# PROBLEM DESCRIPTION
What number of lines in the records below hold the word "contains"? Give that number alone.

(Data entries)
Segment Open

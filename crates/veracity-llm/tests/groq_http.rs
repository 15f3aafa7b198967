//! HTTP tests for GroqProvider against a local stub of the chat-completions API

use axum::{
    http::{HeaderMap, StatusCode},
    response::IntoResponse,
    routing::{get, post},
    Json, Router,
};
use serde_json::{json, Value};
use veracity_domain::Claim;
use veracity_llm::{
    Credential, CredentialStatus, GroqProvider, LlmError, ServiceConfig, VerificationService,
};

const TEST_KEY: &str = "gsk_test_key";

/// Bind a stub server on an ephemeral port and return its base URL
async fn spawn_stub(app: Router) -> String {
    let listener = tokio::net::TcpListener::bind("127.0.0.1:0").await.unwrap();
    let addr = listener.local_addr().unwrap();
    tokio::spawn(async move {
        axum::serve(listener, app).await.unwrap();
    });
    format!("http://{}", addr)
}

fn authorized(headers: &HeaderMap) -> bool {
    headers
        .get("authorization")
        .and_then(|v| v.to_str().ok())
        .map(|v| v == format!("Bearer {}", TEST_KEY))
        .unwrap_or(false)
}

/// Echoes the request settings back as the completion text
async fn echo_completion(headers: HeaderMap, Json(body): Json<Value>) -> impl IntoResponse {
    if !authorized(&headers) {
        return (
            StatusCode::UNAUTHORIZED,
            Json(json!({"error": {"message": "Invalid API Key", "type": "invalid_request_error"}})),
        );
    }

    let prompt = body["messages"][0]["content"].as_str().unwrap_or_default();
    let content = format!(
        "model={} max_tokens={} temperature={} has_fact_checks={}",
        body["model"].as_str().unwrap_or_default(),
        body["max_tokens"],
        body["temperature"],
        prompt.contains("fact_checks"),
    );

    (
        StatusCode::OK,
        Json(json!({
            "id": "chatcmpl-1",
            "object": "chat.completion",
            "choices": [{"index": 0, "message": {"role": "assistant", "content": content}}]
        })),
    )
}

async fn list_models(headers: HeaderMap) -> impl IntoResponse {
    if !authorized(&headers) {
        return (
            StatusCode::UNAUTHORIZED,
            Json(json!({"error": {"message": "Invalid API Key"}})),
        );
    }
    (
        StatusCode::OK,
        Json(json!({"object": "list", "data": [{"id": "compound-beta"}, {"id": "llama-3.1-8b-instant"}]})),
    )
}

fn provider_for(base_url: String) -> GroqProvider {
    GroqProvider::new(ServiceConfig {
        endpoint: base_url,
        timeout_secs: Some(10),
        ..ServiceConfig::default()
    })
    .unwrap()
}

fn credential() -> Credential {
    Credential::new(TEST_KEY).unwrap()
}

#[tokio::test]
async fn test_extraction_request_settings() {
    let app = Router::new().route("/chat/completions", post(echo_completion));
    let provider = provider_for(spawn_stub(app).await);

    let text = provider.extract_claims("Some content.", &credential()).await.unwrap();

    assert!(text.contains("model=meta-llama/llama-4-maverick-17b-128e-instruct"));
    assert!(text.contains("max_tokens=4000"));
    assert!(text.contains("temperature=0.1"));
    assert!(text.contains("has_fact_checks=false"));
}

#[tokio::test]
async fn test_verification_request_settings() {
    let app = Router::new().route("/chat/completions", post(echo_completion));
    let provider = provider_for(spawn_stub(app).await);

    let claims = vec![Claim::new(1, "The Eiffel Tower was completed in 1889.").unwrap()];
    let text = provider.verify_claims(&claims, &credential()).await.unwrap();

    assert!(text.contains("model=compound-beta"));
    assert!(text.contains("max_tokens=8000"));
    assert!(text.contains("has_fact_checks=true"));
}

#[tokio::test]
async fn test_service_error_uses_body_message() {
    let app = Router::new().route("/chat/completions", post(echo_completion));
    let provider = provider_for(spawn_stub(app).await);

    let wrong = Credential::new("gsk_wrong").unwrap();
    let result = provider.extract_claims("x", &wrong).await;

    assert_eq!(
        result,
        Err(LlmError::Service {
            status: 401,
            message: "Invalid API Key".to_string(),
        })
    );
}

#[tokio::test]
async fn test_service_error_falls_back_to_status_reason() {
    let app = Router::new().route(
        "/chat/completions",
        post(|| async { (StatusCode::SERVICE_UNAVAILABLE, "upstream down") }),
    );
    let provider = provider_for(spawn_stub(app).await);

    let result = provider.extract_claims("x", &credential()).await;

    assert_eq!(
        result,
        Err(LlmError::Service {
            status: 503,
            message: "Service Unavailable".to_string(),
        })
    );
}

#[tokio::test]
async fn test_success_without_choices_is_invalid_response() {
    let app = Router::new().route(
        "/chat/completions",
        post(|| async { Json(json!({"choices": []})) }),
    );
    let provider = provider_for(spawn_stub(app).await);

    let result = provider.extract_claims("x", &credential()).await;
    assert!(matches!(result, Err(LlmError::InvalidResponse(_))));
}

#[tokio::test]
async fn test_probe_reports_verification_model() {
    let app = Router::new().route("/models", get(list_models));
    let base = spawn_stub(app).await;

    let provider = provider_for(base.clone());
    assert_eq!(provider.probe(&credential()).await, CredentialStatus::Valid);

    let other = GroqProvider::new(ServiceConfig {
        endpoint: base,
        verification_model: "compound".to_string(),
        ..ServiceConfig::default()
    })
    .unwrap();
    assert_eq!(
        other.probe(&credential()).await,
        CredentialStatus::ValidWithoutVerificationModel {
            model: "compound".to_string(),
        }
    );
}

#[tokio::test]
async fn test_probe_with_rejected_key() {
    let app = Router::new().route("/models", get(list_models));
    let provider = provider_for(spawn_stub(app).await);

    let status = provider.probe(&Credential::new("gsk_wrong").unwrap()).await;
    assert!(!status.is_usable());
    assert!(status.describe().contains("Invalid API Key"));
}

Segment Closed

# OUTPUT OF THE EXERCISE
9